use std::fmt;

use serde_derive::{Deserialize, Serialize};

use super::dora::DoraCount;
use super::game::{Game, Player};
use super::combination::WinningCombination;
use super::group::Mentsu;
use super::hand::Te;
use super::sorted::SortedHand;
use super::tiles::{Fon, Hai, JiHai, Sangen, Values, SUU, VALUES};

#[derive(Debug, Default, Eq, PartialEq, Hash, Copy, Clone, Serialize, Deserialize)]
pub enum WinningMethod {
    Ron,
    #[default]
    Tsumo,
}

#[derive(Debug, Eq, PartialEq, Hash, Copy, Clone, Serialize, Deserialize)]
pub enum Yaku {
    Menzentsumo,
    Riichi,
    Ippatsu,
    Tanyao,
    Pinfu,
    Iipeikou,
    Haku,
    Hatsu,
    Chun,
    BaNoKaze,
    JibunNoKaze,
    Chankan,
    RinshanKaihou,
    Haiteiraoyue,
    Houteiraoyui,
    Daburii,
    Chiitoitsu,
    Toitoi,
    SanAnkou,
    SanshokuDoukou,
    SanshokuDoujun,
    Honroutou,
    Ittsuu,
    Chanta,
    Shousangen,
    Sankantsu,
    Junchan,
    Ryanpeikou,
    Ryuuiisou,
    Daisangen,
    Shousuushii,
    Tsuuiisou,
    Kokushimusou,
    Suuankou,
    Chinroutou,
    Suukantsu,
    Daisuushi,
}

use Yaku::*;

impl Yaku {
    pub fn han(self, closed: bool) -> YakuValue {
        use YakuValue::*;
        match self {
            Menzentsumo => Han(1),
            Riichi => Han(1),
            Ippatsu => Han(1),
            Tanyao => Han(1),
            Pinfu => Han(1),
            Iipeikou => Han(1),
            Haku => Han(1),
            Hatsu => Han(1),
            Chun => Han(1),
            BaNoKaze => Han(1),
            JibunNoKaze => Han(1),
            Chankan => Han(1),
            RinshanKaihou => Han(1),
            Haiteiraoyue => Han(1),
            Houteiraoyui => Han(1),
            Daburii => Han(2),
            Chiitoitsu => Han(2),
            Toitoi => Han(2),
            SanAnkou => Han(2),
            SanshokuDoukou => Han(2),
            SanshokuDoujun => Han(if closed { 2 } else { 1 }),
            Honroutou => Han(2),
            Ittsuu => Han(if closed { 2 } else { 1 }),
            Chanta => Han(if closed { 2 } else { 1 }),
            Shousangen => Han(2),
            Sankantsu => Han(2),
            Junchan => Han(if closed { 3 } else { 2 }),
            Ryanpeikou => Han(3),
            Ryuuiisou => Yakuman(1),
            Daisangen => Yakuman(1),
            Shousuushii => Yakuman(1),
            Tsuuiisou => Yakuman(1),
            Kokushimusou => Yakuman(1),
            Suuankou => Yakuman(1),
            Chinroutou => Yakuman(1),
            Suukantsu => Yakuman(1),
            Daisuushi => Yakuman(2),
        }
    }

    pub fn name(self) -> &'static str {
        match self {
            Menzentsumo => "Menzen Tsumo",
            Riichi => "Riichi",
            Ippatsu => "Ippatsu",
            Tanyao => "Tanyao",
            Pinfu => "Pinfu",
            Iipeikou => "Iipeikou",
            Haku => "Yakuhai (Haku)",
            Hatsu => "Yakuhai (Hatsu)",
            Chun => "Yakuhai (Chun)",
            BaNoKaze => "Yakuhai (Round wind)",
            JibunNoKaze => "Yakuhai (Seat wind)",
            Chankan => "Chankan",
            RinshanKaihou => "Rinshan Kaihou",
            Haiteiraoyue => "Haitei Raoyue",
            Houteiraoyui => "Houtei Raoyui",
            Daburii => "Double Riichi",
            Chiitoitsu => "Chiitoitsu",
            Toitoi => "Toitoi",
            SanAnkou => "San Ankou",
            SanshokuDoukou => "Sanshoku Doukou",
            SanshokuDoujun => "Sanshoku Doujun",
            Honroutou => "Honroutou",
            Ittsuu => "Ittsuu",
            Chanta => "Chanta",
            Shousangen => "Shousangen",
            Sankantsu => "Sankantsu",
            Junchan => "Junchan",
            Ryanpeikou => "Ryanpeikou",
            Ryuuiisou => "Ryuuiisou",
            Daisangen => "Daisangen",
            Shousuushii => "Shousuushii",
            Tsuuiisou => "Tsuuiisou",
            Kokushimusou => "Kokushi Musou",
            Suuankou => "Suu Ankou",
            Chinroutou => "Chinroutou",
            Suukantsu => "Suukantsu",
            Daisuushi => "Daisuushii",
        }
    }
}

impl fmt::Display for Yaku {
    fn fmt(&self, f: &mut fmt::Formatter<'_>) -> fmt::Result {
        f.write_str(self.name())
    }
}

/// Value of a yaku or of a whole hand.
///
/// `Yakuman(1)` is a yakuman, `Yakuman(2)` a double yakuman. Counted han
/// never make a yakuman stronger, and two yakuman keep the higher tier.
#[derive(Debug, Ord, PartialOrd, Eq, PartialEq, Hash, Copy, Clone, Serialize, Deserialize)]
pub enum YakuValue {
    Han(usize),
    Yakuman(usize),
}

impl Default for YakuValue {
    fn default() -> Self {
        YakuValue::Han(0)
    }
}

impl std::ops::Add for YakuValue {
    type Output = Self;

    fn add(self, other: Self) -> Self {
        use YakuValue::*;
        match (self, other) {
            (Han(han1), Han(han2)) => Han(han1 + han2),
            (Yakuman(yakuman), Han(_)) => Yakuman(yakuman),
            (Han(_), Yakuman(yakuman)) => Yakuman(yakuman),
            (Yakuman(yakuman1), Yakuman(yakuman2)) => Yakuman(yakuman1.max(yakuman2)),
        }
    }
}

impl fmt::Display for YakuValue {
    fn fmt(&self, f: &mut fmt::Formatter<'_>) -> fmt::Result {
        match self {
            YakuValue::Han(han) => write!(f, "{} han", han),
            YakuValue::Yakuman(1) => write!(f, "yakuman"),
            YakuValue::Yakuman(n) => write!(f, "{}x yakuman", n),
        }
    }
}

/// A hand about to be valued, with the table state it is valued against.
#[derive(Debug, Clone)]
pub struct AgariTe<'g> {
    game: &'g Game,
    player: &'g Player,
    wind: Fon,
    sorted: SortedHand,
}

impl<'g> AgariTe<'g> {
    pub fn new(game: &'g Game, wind: Fon) -> AgariTe<'g> {
        let player = game.player(wind);
        AgariTe {
            game,
            player,
            wind,
            sorted: SortedHand::new(&player.te),
        }
    }

    pub fn te(&self) -> &'g Te {
        &self.player.te
    }

    pub fn sorted(&self) -> &SortedHand {
        &self.sorted
    }

    pub fn round_wind(&self) -> Fon {
        self.game.wind
    }

    pub fn seat_wind(&self) -> Fon {
        self.wind
    }

    pub fn method(&self) -> WinningMethod {
        self.game.agari.method
    }

    pub fn closed(&self) -> bool {
        self.te().is_closed()
    }

    pub fn riichi(&self) -> bool {
        self.player.riichi.is_some()
    }

    /// Every tile of the hand, call melds included
    fn hai(&self) -> impl Iterator<Item = Hai> + 'g {
        self.te().tiles().map(|tile| tile.identity())
    }

    /// Dora, uradora (riichi only) and red fives held in the hand.
    pub fn dora(&self) -> DoraCount {
        let uradora: &[Hai] = if self.riichi() {
            &self.game.uradora_indicators
        } else {
            &[]
        };
        DoraCount::count(self.te().tiles(), &self.game.dora_indicators, uradora)
    }

    /// Yaku that depend on how the hand is split into groups.
    ///
    /// `mentsu_fu` is the fu of the shape before any winning method bonus.
    pub fn group_yaku(&self, mentsu: &[Mentsu], mentsu_fu: usize) -> Vec<Yaku> {
        let mut yakus = vec![];
        let closed = self.closed();

        if closed && mentsu_fu == super::fu::FUUTEI {
            yakus.push(Pinfu);
        }
        if closed {
            match peikou_count(mentsu) {
                0 => {}
                1 => yakus.push(Iipeikou),
                _ => yakus.push(Ryanpeikou),
            }
        }
        if sanshoku_doujun(mentsu) {
            yakus.push(SanshokuDoujun);
        }
        if ittsuu(mentsu) {
            yakus.push(Ittsuu);
        }
        if mentsu.iter().filter(|m| !m.is_toitsu()).all(Mentsu::is_kootsu) {
            yakus.push(Toitoi);
        }
        match mentsu.iter().filter(|m| m.is_kootsu() && !m.open).count() {
            3 => yakus.push(SanAnkou),
            4 => yakus.push(Suuankou),
            _ => {}
        }
        if sanshoku_doukou(mentsu) {
            yakus.push(SanshokuDoukou);
        }
        match mentsu.iter().filter(|m| m.is_kantsu()).count() {
            3 => yakus.push(Sankantsu),
            4 => yakus.push(Suukantsu),
            _ => {}
        }
        yakus.extend(yakuhai(mentsu, self.round_wind(), self.seat_wind()));
        if let Some(yaku) = chanta(mentsu) {
            yakus.push(yaku);
        }

        let sangen = count_sets(mentsu, Hai::is_sangen);
        let sangen_pair = mentsu.iter().any(|m| m.is_toitsu() && m.hai.is_sangen());
        match (sangen, sangen_pair) {
            (3, _) => yakus.push(Daisangen),
            (2, true) => yakus.push(Shousangen),
            _ => {}
        }
        let fon = count_sets(mentsu, Hai::is_fon);
        let fon_pair = mentsu.iter().any(|m| m.is_toitsu() && m.hai.is_fon());
        match (fon, fon_pair) {
            (4, _) => yakus.push(Daisuushi),
            (3, true) => yakus.push(Shousuushii),
            _ => {}
        }

        yakus
    }

    /// Yaku that only look at the tiles and the table, whatever the shape.
    /// The combination is only read to keep honroutou off a kokushi hand.
    pub fn hand_yaku(&self, combination: &WinningCombination) -> Vec<Yaku> {
        let mut yakus = vec![];

        if let Some(riichi) = &self.player.riichi {
            if riichi.turn == 0 && !riichi.called_before {
                yakus.push(Daburii);
            } else {
                yakus.push(Riichi);
            }
        }
        if self.hai().all(Hai::is_simple) {
            yakus.push(Tanyao);
        }

        let tsuuiisou = self.hai().all(Hai::is_jihai);
        let chinroutou = self.hai().all(Hai::is_terminal);
        if tsuuiisou {
            yakus.push(Tsuuiisou);
        }
        if chinroutou {
            yakus.push(Chinroutou);
        }
        if self.hai().all(Hai::is_green) {
            yakus.push(Ryuuiisou);
        }
        let kokushi = *combination == WinningCombination::Kokushimusou;
        if !tsuuiisou && !chinroutou && !kokushi && self.hai().all(Hai::is_jihai_or_1_9) {
            yakus.push(Honroutou);
        }

        if let Some(riichi) = &self.player.riichi {
            if !riichi.called_after && self.player.turn <= riichi.turn + 1 {
                yakus.push(Ippatsu);
            }
        }

        let agari = &self.game.agari;
        match self.method() {
            WinningMethod::Tsumo => {
                if agari.haitei {
                    yakus.push(Haiteiraoyue);
                }
                if agari.rinshan {
                    yakus.push(RinshanKaihou);
                }
            }
            WinningMethod::Ron => {
                if agari.haitei {
                    yakus.push(Houteiraoyui);
                }
                if agari.chankan {
                    yakus.push(Chankan);
                }
            }
        }

        yakus
    }
}

/// Runs counted by their lowest tile
fn shuntsu_count(mentsu: &[Mentsu]) -> [usize; 34] {
    let mut count = [0; 34];
    for m in mentsu.iter().filter(|m| m.is_shuntsu()) {
        count[m.hai.index()] += 1;
    }
    count
}

/// Triplets and quads, by tile
fn kootsu_set(mentsu: &[Mentsu]) -> [bool; 34] {
    let mut set = [false; 34];
    for m in mentsu.iter().filter(|m| m.is_kootsu()) {
        set[m.hai.index()] = true;
    }
    set
}

/// Number of pairs of identical runs
fn peikou_count(mentsu: &[Mentsu]) -> usize {
    shuntsu_count(mentsu).iter().map(|count| count / 2).sum()
}

fn sanshoku_doujun(mentsu: &[Mentsu]) -> bool {
    let runs = shuntsu_count(mentsu);
    VALUES[..7]
        .iter()
        .any(|value| SUU.iter().all(|suu| runs[Hai::suu(*suu, *value).index()] > 0))
}

fn ittsuu(mentsu: &[Mentsu]) -> bool {
    let runs = shuntsu_count(mentsu);
    SUU.iter().any(|suu| {
        [Values::Ii, Values::Suu, Values::Chii]
            .iter()
            .all(|value| runs[Hai::suu(*suu, *value).index()] > 0)
    })
}

fn sanshoku_doukou(mentsu: &[Mentsu]) -> bool {
    let sets = kootsu_set(mentsu);
    VALUES
        .iter()
        .any(|value| SUU.iter().all(|suu| sets[Hai::suu(*suu, *value).index()]))
}

fn count_sets(mentsu: &[Mentsu], filter: fn(Hai) -> bool) -> usize {
    mentsu
        .iter()
        .filter(|m| m.is_kootsu() && filter(m.hai))
        .count()
}

/// One yaku per value triplet or quad. A double wind counts twice.
fn yakuhai(mentsu: &[Mentsu], round_wind: Fon, seat_wind: Fon) -> Vec<Yaku> {
    let mut yakus = vec![];
    for m in mentsu.iter().filter(|m| m.is_kootsu()) {
        match m.hai {
            Hai::Ji(JiHai::Sangen(Sangen::Haku)) => yakus.push(Haku),
            Hai::Ji(JiHai::Sangen(Sangen::Hatsu)) => yakus.push(Hatsu),
            Hai::Ji(JiHai::Sangen(Sangen::Chun)) => yakus.push(Chun),
            Hai::Ji(JiHai::Fon(fon)) => {
                if fon == round_wind {
                    yakus.push(BaNoKaze);
                }
                if fon == seat_wind {
                    yakus.push(JibunNoKaze);
                }
            }
            Hai::Suu(..) => {}
        }
    }
    yakus
}

/// Every group holds a terminal or an honor.
/// Junchan when no honor is left in the hand.
fn chanta(mentsu: &[Mentsu]) -> Option<Yaku> {
    if !mentsu.iter().all(Mentsu::has_yaochuu) {
        return None;
    }
    if mentsu.iter().any(|m| m.hai.is_jihai()) {
        Some(Chanta)
    } else {
        Some(Junchan)
    }
}
//! Hand valuation: try every decomposition and keep the most valuable one.

use std::fmt;

use log::debug;
use serde_derive::{Deserialize, Serialize};

use super::combination::{winning_combinations, WinningCombination};
use super::dora::DoraCount;
use super::fu;
use super::game::Game;
use super::points::{self, Payment};
use super::tiles::Fon;
use super::yaku::{AgariTe, WinningMethod, Yaku, YakuValue};

/// Value of the best decomposition of a hand.
///
/// A hand that does not win, or wins without yaku, is worth
/// `ScoreResult::default()`: no han, no fu, no points.
#[derive(Debug, Default, Clone, PartialEq, Eq, Serialize, Deserialize)]
pub struct ScoreResult {
    pub han: YakuValue,
    pub fu: usize,
    /// In the order they were found
    pub yaku: Vec<(Yaku, YakuValue)>,
    pub dora: DoraCount,
    pub basic_points: usize,
}

impl ScoreResult {
    pub fn is_agari(&self) -> bool {
        self.basic_points > 0
    }

    pub fn payment(&self, oya: bool, method: WinningMethod) -> Payment {
        Payment::new(self.han, self.fu, oya, method)
    }

    fn key(&self) -> (usize, YakuValue, usize) {
        (self.basic_points, self.han, self.fu)
    }
}

impl fmt::Display for ScoreResult {
    fn fmt(&self, f: &mut fmt::Formatter<'_>) -> fmt::Result {
        if !self.is_agari() {
            return writeln!(f, "No yaku");
        }
        for (yaku, value) in &self.yaku {
            writeln!(f, "{:<24}{}", yaku.name(), value)?;
        }
        let dora = [
            ("Dora", self.dora.dora),
            ("Uradora", self.dora.uradora),
            ("Akadora", self.dora.akadora),
        ];
        for (name, count) in dora.iter().filter(|(_, count)| *count > 0) {
            writeln!(f, "{:<24}{}", name, YakuValue::Han(*count))?;
        }
        writeln!(f, "{}, {} fu: {} basic points", self.han, self.fu, self.basic_points)
    }
}

/// Tally of one decomposition
#[derive(Debug, Default)]
struct ScoreInfo {
    han: YakuValue,
    fu: usize,
    yaku: Vec<(Yaku, YakuValue)>,
    dora: DoraCount,
}
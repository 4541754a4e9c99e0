use std::path::PathBuf;

use clap::Parser;
use log::{error, info};

use mahjong_value::tiles::Fon;
use mahjong_value::{evaluate, Game};

#[derive(Parser, Debug)]
#[command(author, version, about, long_about = None)]
struct Args {
    /// Load game from state (.ron file)
    #[arg(long)]
    from_state: PathBuf,

    /// Whose hand to value
    #[arg(long, value_enum, default_value_t = Seat::East)]
    player: Seat,

    /// Print the result as RON
    #[arg(long)]
    ron: bool,
}

#[derive(clap::ValueEnum, Debug, Clone, Copy, PartialEq, Eq)]
enum Seat {
    East,
    South,
    West,
    North,
}

impl From<Seat> for Fon {
    fn from(seat: Seat) -> Self {
        match seat {
            Seat::East => Fon::Ton,
            Seat::South => Fon::Nan,
            Seat::West => Fon::Shaa,
            Seat::North => Fon::Pee,
        }
    }
}

fn main() {
    let mut log_builder = env_logger::Builder::from_default_env();
    log_builder.target(env_logger::Target::Stderr).init();

    let args = Args::parse();

    let game = match Game::from_ron_file(&args.from_state) {
        Ok(game) => game,
        Err(e) => {
            error!("{}: {}", args.from_state.display(), e);
            std::process::exit(1);
        }
    };
    let wind = Fon::from(args.player);
    info!("Valuing {:?} hand of\n{}", wind, game);

    let result = evaluate(&game, wind);
    if args.ron {
        match ron::ser::to_string_pretty(&result, Default::default()) {
            Ok(s) => println!("{}", s),
            Err(e) => {
                error!("Cannot serialize result: {}", e);
                std::process::exit(1);
            }
        }
        return;
    }

    println!("{}", game.player(wind).te);
    print!("{}", result);
    if result.is_agari() {
        let method = game.agari.method;
        let payment = result.payment(wind == Fon::Ton, method);
        println!("{:?}: {} points", payment, payment.total());
    }
}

*What you should do:*
Filter the material above down to the lines that hold the word "ScoreResult".

*Answer space:*
/// `ScoreResult::default()`: no han, no fu, no points.
pub struct ScoreResult {
impl ScoreResult {
impl fmt::Display for ScoreResult {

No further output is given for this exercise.